***** Records to use

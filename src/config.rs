use std::fs;
use std::io;
use std::path::{Path, PathBuf};
use std::time::Duration;

use clap::ValueEnum;

use crate::error::ConfigError;

pub const DEFAULT_POLL_SECS: f64 = 3.0;
pub const DEFAULT_TRANSITION_SECS: f64 = 3.0;
pub const DEFAULT_LEDGER_FILE: &str = "displayed_images.csv";
pub const DEFAULT_MEMO_FILE: &str = "last_directory.txt";

/// Which transition to use. `Random` picks one of the others per transition.
#[derive(Debug, Clone, Copy, PartialEq, Eq, Default, ValueEnum)]
pub enum EffectChoice {
    #[default]
    Fade,
    Dissolve,
    Paint,
    Roll,
    Random,
}

#[derive(Debug, Clone, Copy, PartialEq, Eq)]
pub enum LedgerPolicy {
    /// Continue from whatever the ledger already holds.
    Resume,
    /// Neither read nor write the ledger.
    Ignore,
    /// Record the whole current catalog as shown.
    MarkAll,
    /// Record the whole catalog except the `n` newest entries.
    MarkAllExceptNewest(usize),
}

#[derive(Debug, Clone, Copy, PartialEq, Eq, Default, ValueEnum)]
pub enum PlaybackMode {
    /// Show each new image once.
    #[default]
    Sequential,
    /// Cycle through the catalog, wrapping at the end.
    Loop,
    /// Walk the catalog forward and back, reversing at either end.
    Yoyo,
}

impl PlaybackMode {
    pub fn as_str(self) -> &'static str {
        match self {
            PlaybackMode::Sequential => "sequential",
            PlaybackMode::Loop => "loop",
            PlaybackMode::Yoyo => "yoyo",
        }
    }

    pub fn is_continuous(self) -> bool {
        self != PlaybackMode::Sequential
    }
}

/// Everything playback needs, fixed before the first frame.
#[derive(Debug, Clone)]
pub struct Config {
    pub directory: PathBuf,
    pub poll_interval: Duration,
    pub transition_duration: Duration,
    pub effect: EffectChoice,
    pub ledger_policy: LedgerPolicy,
    pub ledger_path: PathBuf,
    pub reset_ledger: bool,
    pub mode: PlaybackMode,
    pub click_to_exit: bool,
    pub idle_background: bool,
    pub ignore_transition: bool,
    pub fullscreen: bool,
    pub seed: Option<u64>,
}

impl Default for Config {
    fn default() -> Self {
        Self {
            directory: PathBuf::from("."),
            poll_interval: Duration::from_secs_f64(DEFAULT_POLL_SECS),
            transition_duration: Duration::from_secs_f64(DEFAULT_TRANSITION_SECS),
            effect: EffectChoice::default(),
            ledger_policy: LedgerPolicy::Resume,
            ledger_path: PathBuf::from(DEFAULT_LEDGER_FILE),
            reset_ledger: false,
            mode: PlaybackMode::default(),
            click_to_exit: false,
            idle_background: true,
            ignore_transition: false,
            fullscreen: true,
            seed: None,
        }
    }
}

impl Config {
    /// Reject combinations that cannot be played back.
    pub fn validate(&self) -> Result<(), ConfigError> {
        if self.mode.is_continuous() && self.ledger_policy != LedgerPolicy::Ignore {
            return Err(ConfigError::ModeNeedsIgnoredLedger {
                mode: self.mode.as_str(),
            });
        }
        if !self.directory.is_dir() {
            return Err(ConfigError::NotADirectory(self.directory.clone()));
        }
        Ok(())
    }

    /// Transition length actually used. Ignoring transitions only applies
    /// to the continuous modes.
    pub fn effective_transition(&self) -> Duration {
        if self.ignore_transition && self.mode.is_continuous() {
            Duration::ZERO
        } else {
            self.transition_duration
        }
    }
}

// ---------------------------------------------------------------------------
// Watched-directory memo
// ---------------------------------------------------------------------------

/// The directory remembered from the last session, if it still exists.
pub fn read_memo(memo: &Path) -> Option<PathBuf> {
    let text = match fs::read_to_string(memo) {
        Ok(text) => text,
        Err(e) if e.kind() == io::ErrorKind::NotFound => return None,
        Err(e) => {
            log::warn!("Ignoring memo file {}: {}", memo.display(), e);
            return None;
        }
    };
    let line = text.lines().next()?.trim();
    if line.is_empty() {
        return None;
    }
    let dir = PathBuf::from(line);
    if dir.is_dir() {
        Some(dir)
    } else {
        log::warn!("Remembered directory {} no longer exists", dir.display());
        None
    }
}

pub fn write_memo(memo: &Path, dir: &Path) -> io::Result<()> {
    fs::write(memo, format!("{}\n", dir.display()))
}

/// Pick the watched directory: explicit argument, then memo, then `fallback`.
/// The memo is rewritten when the choice is an existing directory that
/// differs from what it held.
pub fn resolve_directory(explicit: Option<PathBuf>, memo: &Path, fallback: PathBuf) -> PathBuf {
    let remembered = read_memo(memo);
    let dir = explicit
        .or_else(|| remembered.clone())
        .unwrap_or(fallback);
    let dir = std::path::absolute(&dir).unwrap_or(dir);

    if dir.is_dir() && remembered.as_deref() != Some(dir.as_path()) {
        if let Err(e) = write_memo(memo, &dir) {
            log::warn!("Could not update memo file {}: {}", memo.display(), e);
        }
    }
    dir
}
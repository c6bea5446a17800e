mod cli;
mod config;
mod error;
mod files;
mod ledger;
mod loader;
mod ui;

use clap::error::ErrorKind;
use clap::{CommandFactory, Parser};
use std::process::ExitCode;
use std::sync::Arc;
use winit::event_loop::EventLoop;

use crate::cli::Cli;
use crate::error::ConfigError;
use crate::ledger::History;
use crate::loader::{DiskSource, ImageSource};
use crate::ui::state::Player;
use crate::ui::App;

// ---------------------------------------------------------------------------
// Main
// ---------------------------------------------------------------------------

fn main() -> ExitCode {
    env_logger::Builder::from_env(env_logger::Env::default().default_filter_or("info")).init();
    let cli = Cli::parse();

    let config = match cli.into_config() {
        Ok(config) => Arc::new(config),
        Err(e) => {
            let kind = match e {
                ConfigError::ModeNeedsIgnoredLedger { .. } => ErrorKind::ArgumentConflict,
                ConfigError::NotADirectory(_) => ErrorKind::InvalidValue,
            };
            Cli::command().error(kind, e).exit();
        }
    };

    log::info!(
        "Watching {} (mode {}, effect {:?}, every {:.1}s)",
        config.directory.display(),
        config.mode.as_str(),
        config.effect,
        config.poll_interval.as_secs_f64()
    );

    let source = DiskSource::new(&config.directory);
    let catalog = source.scan();
    log::info!("{} images present at startup", catalog.len());
    let history = History::open(
        config.ledger_policy,
        &config.ledger_path,
        config.reset_ledger,
        &catalog,
    );
    let player = Player::new(Arc::clone(&config), source, history);

    let event_loop = match EventLoop::new() {
        Ok(event_loop) => event_loop,
        Err(e) => {
            log::error!("Could not create event loop: {}", e);
            return ExitCode::FAILURE;
        }
    };

    let mut app = App::new(player, config);
    if let Err(e) = event_loop.run_app(&mut app) {
        log::error!("Event loop failed: {}", e);
        return ExitCode::FAILURE;
    }
    match app.fatal {
        Some(msg) => {
            log::error!("Could not open display: {}", msg);
            ExitCode::FAILURE
        }
        None => ExitCode::SUCCESS,
    }
}
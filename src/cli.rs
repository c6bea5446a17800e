use clap::{Parser, ValueEnum};
use std::path::PathBuf;
use std::time::Duration;

use crate::config::{
    resolve_directory, Config, EffectChoice, LedgerPolicy, PlaybackMode, DEFAULT_LEDGER_FILE,
    DEFAULT_MEMO_FILE,
};
use crate::error::ConfigError;

pub const HELP_KEYS: &str = "\
Key Bindings:
  Esc / q       : Quit
  Click / Tap   : Quit (with --click-to-exit)

Environment:
  RUST_LOG      : Log filter (default: info)
";

/// What to do with the displayed-images ledger at startup.
#[derive(Debug, Clone, Copy, PartialEq, Eq, ValueEnum)]
pub enum LedgerArg {
    /// Skip everything the ledger already lists
    Resume,
    /// Do not read or write the ledger
    Ignore,
    /// Treat every image present now as already shown
    MarkAll,
    /// Like mark-all, but leave the 10 newest to be shown
    #[value(name = "mark-all-but-10")]
    MarkAllBut10,
    /// Like mark-all, but leave the 75 newest to be shown
    #[value(name = "mark-all-but-75")]
    MarkAllBut75,
}

impl From<LedgerArg> for LedgerPolicy {
    fn from(arg: LedgerArg) -> Self {
        match arg {
            LedgerArg::Resume => LedgerPolicy::Resume,
            LedgerArg::Ignore => LedgerPolicy::Ignore,
            LedgerArg::MarkAll => LedgerPolicy::MarkAll,
            LedgerArg::MarkAllBut10 => LedgerPolicy::MarkAllExceptNewest(10),
            LedgerArg::MarkAllBut75 => LedgerPolicy::MarkAllExceptNewest(75),
        }
    }
}

#[derive(Parser)]
#[command(
    name = "tv",
    version,
    about = "Full-screen viewer that shows new images from a watched directory",
    after_help = HELP_KEYS
)]
pub struct Cli {
    /// Directory to watch. Defaults to the last one used, then the current directory.
    pub directory: Option<PathBuf>,

    /// Seconds between directory scans
    #[arg(short, long, default_value = "3", value_parser = parse_seconds)]
    pub interval: Duration,

    /// Transition length in seconds (0 cuts straight to the next image)
    #[arg(short, long, default_value = "3", value_parser = parse_seconds)]
    pub duration: Duration,

    /// Transition effect
    #[arg(short, long, value_enum, default_value_t = EffectChoice::Fade)]
    pub effect: EffectChoice,

    /// Ledger handling at startup
    #[arg(short, long, value_enum, default_value_t = LedgerArg::Resume)]
    pub ledger: LedgerArg,

    /// Playback order. loop and yoyo require --ledger ignore.
    #[arg(short, long, value_enum, default_value_t = PlaybackMode::Sequential)]
    pub mode: PlaybackMode,

    /// Quit on a mouse click or tap
    #[arg(long)]
    pub click_to_exit: bool,

    /// Plain black screen while waiting for the first image
    #[arg(long)]
    pub no_idle_background: bool,

    /// Cut between images in loop and yoyo modes
    #[arg(long)]
    pub ignore_transition: bool,

    /// Seed for effect and direction choices
    #[arg(long)]
    pub seed: Option<u64>,

    /// Run in a window instead of full-screen
    #[arg(short, long)]
    pub windowed: bool,

    /// Ledger file of displayed images
    #[arg(long, value_name = "FILE", default_value = DEFAULT_LEDGER_FILE)]
    pub ledger_file: PathBuf,

    /// File remembering the last watched directory
    #[arg(long, value_name = "FILE", default_value = DEFAULT_MEMO_FILE)]
    pub memo_file: PathBuf,

    /// Empty the ledger before applying --ledger
    #[arg(long)]
    pub reset_ledger: bool,
}

impl Cli {
    /// Resolve the watched directory and build a validated `Config`.
    pub fn into_config(self) -> Result<Config, ConfigError> {
        let fallback = std::env::current_dir().unwrap_or_else(|_| PathBuf::from("."));
        let directory = resolve_directory(self.directory, &self.memo_file, fallback);

        let config = Config {
            directory,
            poll_interval: self.interval,
            transition_duration: self.duration,
            effect: self.effect,
            ledger_policy: self.ledger.into(),
            ledger_path: self.ledger_file,
            reset_ledger: self.reset_ledger,
            mode: self.mode,
            click_to_exit: self.click_to_exit,
            idle_background: !self.no_idle_background,
            ignore_transition: self.ignore_transition,
            fullscreen: !self.windowed,
            seed: self.seed,
        };
        config.validate()?;
        Ok(config)
    }
}

/// Parse a non-negative number of seconds, fractions allowed.
pub fn parse_seconds(s: &str) -> Result<Duration, String> {
    let secs: f64 = s
        .trim()
        .parse()
        .map_err(|_| format!("`{}` is not a number of seconds", s))?;
    if !secs.is_finite() || secs < 0.0 {
        return Err(format!("`{}` must be a non-negative number of seconds", s));
    }
    Ok(Duration::from_secs_f64(secs))
}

**********

#### Required action
Write down exactly the span of lines above from the one containing "fn default() ->" to the one containing "the continuous modes.", both ends included.

#### Completed exercise
    fn default() -> Self {
        Self {
            directory: PathBuf::from("."),
            poll_interval: Duration::from_secs_f64(DEFAULT_POLL_SECS),
            transition_duration: Duration::from_secs_f64(DEFAULT_TRANSITION_SECS),
            effect: EffectChoice::default(),
            ledger_policy: LedgerPolicy::Resume,
            ledger_path: PathBuf::from(DEFAULT_LEDGER_FILE),
            reset_ledger: false,
            mode: PlaybackMode::default(),
            click_to_exit: false,
            idle_background: true,
            ignore_transition: false,
            fullscreen: true,
            seed: None,
        }
    }
}

impl Config {
    /// Reject combinations that cannot be played back.
    pub fn validate(&self) -> Result<(), ConfigError> {
        if self.mode.is_continuous() && self.ledger_policy != LedgerPolicy::Ignore {
            return Err(ConfigError::ModeNeedsIgnoredLedger {
                mode: self.mode.as_str(),
            });
        }
        if !self.directory.is_dir() {
            return Err(ConfigError::NotADirectory(self.directory.clone()));
        }
        Ok(())
    }

    /// Transition length actually used. Ignoring transitions only applies
    /// to the continuous modes.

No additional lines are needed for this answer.